╭─ Data shown
//! Recording test doubles for the amplifier pin and audio backend.

use std::cell::{Cell, RefCell};
use std::rc::Rc;

use embedded_hal::digital::{ErrorKind, ErrorType, OutputPin};
use pg_audio::{AudioBackend, AudioError, AudioOutput};
use pg_ir::RawSample;

#[derive(Clone, Debug, PartialEq, Eq)]
pub enum Event {
    PinHigh,
    PinLow,
    Open(usize),
    Play { id: usize, rate: u32, len: usize, looping: bool },
    SetRate { id: usize, rate: u32 },
    Stop(usize),
    Release(usize),
}

#[derive(Clone, Default)]
pub struct Recorder(Rc<RefCell<Vec<Event>>>);

impl Recorder {
    pub fn push(&self, event: Event) {
        self.0.borrow_mut().push(event);
    }

    pub fn events(&self) -> Vec<Event> {
        self.0.borrow().clone()
    }

    pub fn clear(&self) {
        self.0.borrow_mut().clear();
    }

    pub fn position(&self, event: &Event) -> Option<usize> {
        self.0.borrow().iter().position(|e| e == event)
    }
}

#[derive(Debug)]
pub struct PinFault;

impl embedded_hal::digital::Error for PinFault {
    fn kind(&self) -> ErrorKind {
        ErrorKind::Other
    }
}

pub struct MockPin {
    log: Recorder,
    broken: bool,
}

impl MockPin {
    pub fn new(log: &Recorder) -> Self {
        Self { log: log.clone(), broken: false }
    }

    pub fn broken(log: &Recorder) -> Self {
        Self { log: log.clone(), broken: true }
    }
}

impl ErrorType for MockPin {
    type Error = PinFault;
}

impl OutputPin for MockPin {
    fn set_low(&mut self) -> Result<(), PinFault> {
        if self.broken {
            return Err(PinFault);
        }
        self.log.push(Event::PinLow);
        Ok(())
    }

    fn set_high(&mut self) -> Result<(), PinFault> {
        if self.broken {
            return Err(PinFault);
        }
        self.log.push(Event::PinHigh);
        Ok(())
    }
}

pub struct MockBackend {
    log: Recorder,
    next_id: Cell<usize>,
    fail_open: bool,
    fail_play: bool,
    /// `is_playing` checks a one-shot sample survives before finishing.
    one_shot_polls: usize,
}

impl MockBackend {
    pub fn new(log: &Recorder) -> Self {
        Self {
            log: log.clone(),
            next_id: Cell::new(0),
            fail_open: false,
            fail_play: false,
            one_shot_polls: 3,
        }
    }

    pub fn failing(log: &Recorder) -> Self {
        Self { fail_open: true, ..Self::new(log) }
    }

    /// Opens fine, but every output refuses to play.
    pub fn failing_play(log: &Recorder) -> Self {
        Self { fail_play: true, ..Self::new(log) }
    }
}

impl AudioBackend for MockBackend {
    type Output = MockOutput;

    fn open(&self) -> Result<MockOutput, AudioError> {
        if self.fail_open {
            return Err(AudioError::NoDevice);
        }
        let id = self.next_id.get();
        self.next_id.set(id + 1);
        self.log.push(Event::Open(id));
        Ok(MockOutput {
            id,
            log: self.log.clone(),
            looping: false,
            playing: Cell::new(false),
            polls_left: Cell::new(0),
            one_shot_polls: self.one_shot_polls,
            fail_play: self.fail_play,
        })
    }
}

pub struct MockOutput {
    pub id: usize,
    log: Recorder,
    looping: bool,
    playing: Cell<bool>,
    polls_left: Cell<usize>,
    one_shot_polls: usize,
    fail_play: bool,
}

impl AudioOutput for MockOutput {
    fn play(&mut self, sample: &RawSample, looping: bool) -> Result<(), AudioError> {
        if self.fail_play {
            return Err(AudioError::Playback("device rejected sample".into()));
        }
        self.log.push(Event::Play {
            id: self.id,
            rate: sample.sample_rate,
            len: sample.len(),
            looping,
        });
        self.looping = looping;
        self.playing.set(true);
        self.polls_left.set(self.one_shot_polls);
        Ok(())
    }

    fn set_sample_rate(&mut self, sample_rate: u32) {
        self.log.push(Event::SetRate { id: self.id, rate: sample_rate });
    }

    fn is_playing(&self) -> bool {
        if self.playing.get() && !self.looping {
            let left = self.polls_left.get();
            if left == 0 {
                self.playing.set(false);
            } else {
                self.polls_left.set(left - 1);
            }
        }
        self.playing.get()
    }

    fn stop(&mut self) {
        self.log.push(Event::Stop(self.id));
        self.playing.set(false);
    }
}

impl Drop for MockOutput {
    fn drop(&mut self) {
        self.log.push(Event::Release(self.id));
    }
}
╰─
## Work task
Going through the entries above, count the lines that have the word "Recorder" and state that count alone.

## Answer to the problem
10